• [Record excerpts]

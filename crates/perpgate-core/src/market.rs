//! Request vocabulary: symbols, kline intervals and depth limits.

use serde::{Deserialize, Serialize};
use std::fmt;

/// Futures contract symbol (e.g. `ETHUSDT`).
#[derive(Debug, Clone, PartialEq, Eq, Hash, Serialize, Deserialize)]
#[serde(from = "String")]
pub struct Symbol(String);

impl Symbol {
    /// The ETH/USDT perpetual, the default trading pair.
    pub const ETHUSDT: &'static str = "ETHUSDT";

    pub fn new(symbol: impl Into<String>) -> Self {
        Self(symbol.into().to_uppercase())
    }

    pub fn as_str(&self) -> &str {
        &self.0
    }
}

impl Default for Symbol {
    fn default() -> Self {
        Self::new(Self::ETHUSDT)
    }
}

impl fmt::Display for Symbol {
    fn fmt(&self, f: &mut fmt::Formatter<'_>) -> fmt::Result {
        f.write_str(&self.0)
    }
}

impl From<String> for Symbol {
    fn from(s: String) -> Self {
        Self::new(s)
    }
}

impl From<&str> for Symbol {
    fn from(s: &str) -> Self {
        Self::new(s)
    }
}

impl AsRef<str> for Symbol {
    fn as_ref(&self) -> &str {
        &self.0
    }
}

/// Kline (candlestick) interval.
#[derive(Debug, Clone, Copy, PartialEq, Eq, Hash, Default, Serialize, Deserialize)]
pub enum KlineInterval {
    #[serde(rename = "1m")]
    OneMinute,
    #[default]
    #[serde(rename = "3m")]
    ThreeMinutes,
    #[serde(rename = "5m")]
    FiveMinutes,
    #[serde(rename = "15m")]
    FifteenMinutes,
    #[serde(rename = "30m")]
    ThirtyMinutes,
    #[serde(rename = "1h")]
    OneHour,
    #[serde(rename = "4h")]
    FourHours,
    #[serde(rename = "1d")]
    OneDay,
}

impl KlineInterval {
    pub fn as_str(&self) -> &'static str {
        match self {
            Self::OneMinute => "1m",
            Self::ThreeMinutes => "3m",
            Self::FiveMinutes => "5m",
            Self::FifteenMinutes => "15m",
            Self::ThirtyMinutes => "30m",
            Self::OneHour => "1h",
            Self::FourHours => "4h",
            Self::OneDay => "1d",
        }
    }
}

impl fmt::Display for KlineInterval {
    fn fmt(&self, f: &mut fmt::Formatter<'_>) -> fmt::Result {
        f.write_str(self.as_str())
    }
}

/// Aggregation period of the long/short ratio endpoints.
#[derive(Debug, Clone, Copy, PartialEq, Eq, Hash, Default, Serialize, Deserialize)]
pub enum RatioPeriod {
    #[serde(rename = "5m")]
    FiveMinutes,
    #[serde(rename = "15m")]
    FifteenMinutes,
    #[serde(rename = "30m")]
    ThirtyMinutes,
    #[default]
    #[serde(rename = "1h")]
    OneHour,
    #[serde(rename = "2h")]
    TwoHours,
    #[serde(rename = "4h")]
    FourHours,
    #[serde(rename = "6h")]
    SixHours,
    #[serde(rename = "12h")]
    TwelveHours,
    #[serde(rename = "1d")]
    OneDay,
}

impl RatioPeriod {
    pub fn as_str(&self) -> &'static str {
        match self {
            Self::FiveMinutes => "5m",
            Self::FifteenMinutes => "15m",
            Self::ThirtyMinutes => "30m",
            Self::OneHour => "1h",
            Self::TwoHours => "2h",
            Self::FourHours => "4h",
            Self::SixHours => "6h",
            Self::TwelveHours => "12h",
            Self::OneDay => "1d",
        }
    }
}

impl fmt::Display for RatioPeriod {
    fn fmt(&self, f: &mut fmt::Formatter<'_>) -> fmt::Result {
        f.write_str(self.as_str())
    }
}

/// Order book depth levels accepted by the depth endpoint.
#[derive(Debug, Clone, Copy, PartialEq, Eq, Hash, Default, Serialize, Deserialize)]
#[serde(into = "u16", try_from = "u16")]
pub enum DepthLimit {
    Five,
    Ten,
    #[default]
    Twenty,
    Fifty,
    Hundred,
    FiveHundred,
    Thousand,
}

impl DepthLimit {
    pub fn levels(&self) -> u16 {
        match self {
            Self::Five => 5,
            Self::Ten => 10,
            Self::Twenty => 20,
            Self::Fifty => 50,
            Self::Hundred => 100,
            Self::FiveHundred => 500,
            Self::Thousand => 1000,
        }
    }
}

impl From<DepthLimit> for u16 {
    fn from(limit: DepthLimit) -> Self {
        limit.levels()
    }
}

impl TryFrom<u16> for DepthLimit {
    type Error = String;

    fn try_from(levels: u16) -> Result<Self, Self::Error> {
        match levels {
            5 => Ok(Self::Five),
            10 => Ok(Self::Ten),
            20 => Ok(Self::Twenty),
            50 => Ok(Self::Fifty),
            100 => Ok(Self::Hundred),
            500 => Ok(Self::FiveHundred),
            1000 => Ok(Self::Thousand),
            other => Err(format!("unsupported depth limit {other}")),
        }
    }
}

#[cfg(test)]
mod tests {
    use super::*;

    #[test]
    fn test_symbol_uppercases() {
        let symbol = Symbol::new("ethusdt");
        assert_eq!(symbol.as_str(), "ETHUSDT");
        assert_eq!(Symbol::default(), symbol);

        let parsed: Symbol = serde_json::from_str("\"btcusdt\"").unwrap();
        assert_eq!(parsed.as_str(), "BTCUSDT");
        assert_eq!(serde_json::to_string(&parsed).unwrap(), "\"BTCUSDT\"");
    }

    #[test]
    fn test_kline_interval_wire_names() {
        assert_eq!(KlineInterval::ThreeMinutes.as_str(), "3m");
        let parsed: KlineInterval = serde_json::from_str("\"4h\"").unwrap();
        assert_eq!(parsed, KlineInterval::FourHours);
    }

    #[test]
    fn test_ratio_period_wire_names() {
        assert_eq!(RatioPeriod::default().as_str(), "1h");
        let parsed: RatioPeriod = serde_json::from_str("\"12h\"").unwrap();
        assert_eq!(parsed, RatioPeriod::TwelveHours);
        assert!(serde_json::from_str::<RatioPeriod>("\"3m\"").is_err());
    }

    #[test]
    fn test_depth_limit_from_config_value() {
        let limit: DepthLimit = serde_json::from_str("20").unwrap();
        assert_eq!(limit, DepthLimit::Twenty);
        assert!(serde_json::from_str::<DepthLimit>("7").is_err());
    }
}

• [Brief] Give back the lines above exactly, from the one with "let limit: DepthLimit" through the last line.

• [Answer to this exercise]
        let limit: DepthLimit = serde_json::from_str("20").unwrap();
        assert_eq!(limit, DepthLimit::Twenty);
        assert!(serde_json::from_str::<DepthLimit>("7").is_err());
    }
}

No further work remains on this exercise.